Goal of the exercise: Look through the lines below and extract any with the word "splat".

____

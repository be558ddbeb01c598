//! Axis-aligned bounding boxes used for picking.

use glam::{Mat4, Vec3};
use serde::{Deserialize, Serialize};

use crate::ray::Ray;

/// Axis-aligned bounding box.
#[derive(Debug, Clone, Copy, PartialEq, Serialize, Deserialize)]
pub struct BoundingBox {
    /// Minimum corner of the bounding box.
    pub min: Vec3,
    /// Maximum corner of the bounding box.
    pub max: Vec3,
}

impl BoundingBox {
    /// Creates a new bounding box from min and max points.
    pub fn new(min: Vec3, max: Vec3) -> Self {
        Self { min, max }
    }

    /// Creates an empty (inverted) bounding box.
    pub fn empty() -> Self {
        Self {
            min: Vec3::splat(f32::INFINITY),
            max: Vec3::splat(f32::NEG_INFINITY),
        }
    }

    /// Creates a bounding box from a center point and half-extents.
    pub fn from_center_half_extents(center: Vec3, half_extents: Vec3) -> Self {
        Self {
            min: center - half_extents,
            max: center + half_extents,
        }
    }

    /// Creates a bounding box that contains all given points.
    pub fn from_points(points: impl IntoIterator<Item = Vec3>) -> Self {
        let mut bbox = Self::empty();
        for point in points {
            bbox = bbox.expand_to_include(point);
        }
        bbox
    }

    /// Returns the center of the bounding box.
    pub fn center(&self) -> Vec3 {
        (self.min + self.max) * 0.5
    }

    /// Returns the half-extents of the bounding box.
    pub fn half_extents(&self) -> Vec3 {
        (self.max - self.min) * 0.5
    }

    /// Returns true if the bounding box contains the given point.
    pub fn contains_point(&self, point: Vec3) -> bool {
        point.cmpge(self.min).all() && point.cmple(self.max).all()
    }

    /// Returns a new bounding box expanded to include the given point.
    pub fn expand_to_include(&self, point: Vec3) -> BoundingBox {
        BoundingBox {
            min: self.min.min(point),
            max: self.max.max(point),
        }
    }

    /// The eight corners of the box.
    pub fn corners(&self) -> [Vec3; 8] {
        [
            Vec3::new(self.min.x, self.min.y, self.min.z),
            Vec3::new(self.max.x, self.min.y, self.min.z),
            Vec3::new(self.min.x, self.max.y, self.min.z),
            Vec3::new(self.max.x, self.max.y, self.min.z),
            Vec3::new(self.min.x, self.min.y, self.max.z),
            Vec3::new(self.max.x, self.min.y, self.max.z),
            Vec3::new(self.min.x, self.max.y, self.max.z),
            Vec3::new(self.max.x, self.max.y, self.max.z),
        ]
    }

    /// Transforms the bounding box by the given matrix.
    ///
    /// Note: This returns an axis-aligned bounding box that contains
    /// the transformed corners, which may be larger than optimal.
    pub fn transform(&self, transform: &Mat4) -> BoundingBox {
        BoundingBox::from_points(self.corners().map(|c| transform.transform_point3(c)))
    }

    /// Returns true if the bounding box is valid (non-empty).
    pub fn is_valid(&self) -> bool {
        self.min.cmple(self.max).all()
    }

    /// Slab test. Returns the entry distance along the ray, or the exit
    /// distance when the ray starts inside the box.
    pub fn intersect_ray(&self, ray: &Ray) -> Option<f32> {
        if !self.is_valid() {
            return None;
        }

        let inv_dir = ray.direction.recip();
        let t1 = (self.min - ray.origin) * inv_dir;
        let t2 = (self.max - ray.origin) * inv_dir;

        let t_near = t1.min(t2).max_element();
        let t_far = t1.max(t2).min_element();

        if t_near > t_far || t_far < 0.0 {
            return None;
        }

        Some(if t_near >= 0.0 { t_near } else { t_far })
    }
}

impl Default for BoundingBox {
    fn default() -> Self {
        Self::empty()
    }
}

____

Task result:
            min: Vec3::splat(f32::INFINITY),
            max: Vec3::splat(f32::NEG_INFINITY),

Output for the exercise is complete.